EXERCISE GOAL:
Word for word, restate the entries below from their first line through the line that contains "if it exists".

Extracted data entries:
-- Opening Marker --
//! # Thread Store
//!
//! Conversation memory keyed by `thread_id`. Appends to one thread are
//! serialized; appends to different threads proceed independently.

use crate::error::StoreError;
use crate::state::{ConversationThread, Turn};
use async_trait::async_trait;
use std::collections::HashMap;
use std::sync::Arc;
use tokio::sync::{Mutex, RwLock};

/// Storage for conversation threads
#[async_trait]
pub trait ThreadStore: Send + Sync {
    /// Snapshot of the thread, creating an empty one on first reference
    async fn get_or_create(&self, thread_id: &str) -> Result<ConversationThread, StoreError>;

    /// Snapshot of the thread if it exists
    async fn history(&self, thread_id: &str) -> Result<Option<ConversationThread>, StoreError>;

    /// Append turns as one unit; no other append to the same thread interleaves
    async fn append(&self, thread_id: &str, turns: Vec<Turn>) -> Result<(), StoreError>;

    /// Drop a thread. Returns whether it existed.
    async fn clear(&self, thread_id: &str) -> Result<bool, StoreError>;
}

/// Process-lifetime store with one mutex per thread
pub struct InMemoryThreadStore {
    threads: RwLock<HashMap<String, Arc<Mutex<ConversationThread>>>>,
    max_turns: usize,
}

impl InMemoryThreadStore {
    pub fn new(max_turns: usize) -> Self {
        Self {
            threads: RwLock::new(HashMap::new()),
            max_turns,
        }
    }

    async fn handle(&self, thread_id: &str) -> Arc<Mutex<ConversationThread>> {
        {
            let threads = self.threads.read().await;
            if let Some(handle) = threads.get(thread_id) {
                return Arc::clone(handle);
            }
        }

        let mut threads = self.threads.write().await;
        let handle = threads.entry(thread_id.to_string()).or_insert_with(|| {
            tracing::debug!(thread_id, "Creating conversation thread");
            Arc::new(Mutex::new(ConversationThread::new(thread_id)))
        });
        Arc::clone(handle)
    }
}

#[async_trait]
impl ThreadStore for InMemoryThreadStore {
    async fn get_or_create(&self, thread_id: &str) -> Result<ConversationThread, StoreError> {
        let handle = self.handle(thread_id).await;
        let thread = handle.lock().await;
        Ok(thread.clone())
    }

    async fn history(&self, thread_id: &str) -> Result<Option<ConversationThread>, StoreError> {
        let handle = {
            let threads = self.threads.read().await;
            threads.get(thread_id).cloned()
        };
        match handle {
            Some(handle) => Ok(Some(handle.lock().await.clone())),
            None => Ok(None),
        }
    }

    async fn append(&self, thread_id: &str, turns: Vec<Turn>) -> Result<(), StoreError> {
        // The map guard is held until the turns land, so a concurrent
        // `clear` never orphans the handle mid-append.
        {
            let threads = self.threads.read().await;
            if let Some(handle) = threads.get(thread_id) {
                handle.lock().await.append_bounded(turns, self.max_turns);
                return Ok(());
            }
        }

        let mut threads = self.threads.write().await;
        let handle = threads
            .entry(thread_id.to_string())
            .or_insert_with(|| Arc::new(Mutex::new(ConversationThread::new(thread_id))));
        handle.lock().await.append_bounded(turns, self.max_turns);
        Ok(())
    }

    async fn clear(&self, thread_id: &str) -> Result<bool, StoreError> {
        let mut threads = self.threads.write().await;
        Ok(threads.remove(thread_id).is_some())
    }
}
-- Closing Marker --
WRITTEN RESPONSE:
//! # Thread Store
//!
//! Conversation memory keyed by `thread_id`. Appends to one thread are
//! serialized; appends to different threads proceed independently.

use crate::error::StoreError;
use crate::state::{ConversationThread, Turn};
use async_trait::async_trait;
use std::collections::HashMap;
use std::sync::Arc;
use tokio::sync::{Mutex, RwLock};

/// Storage for conversation threads
#[async_trait]
pub trait ThreadStore: Send + Sync {
    /// Snapshot of the thread, creating an empty one on first reference
    async fn get_or_create(&self, thread_id: &str) -> Result<ConversationThread, StoreError>;

    /// Snapshot of the thread if it exists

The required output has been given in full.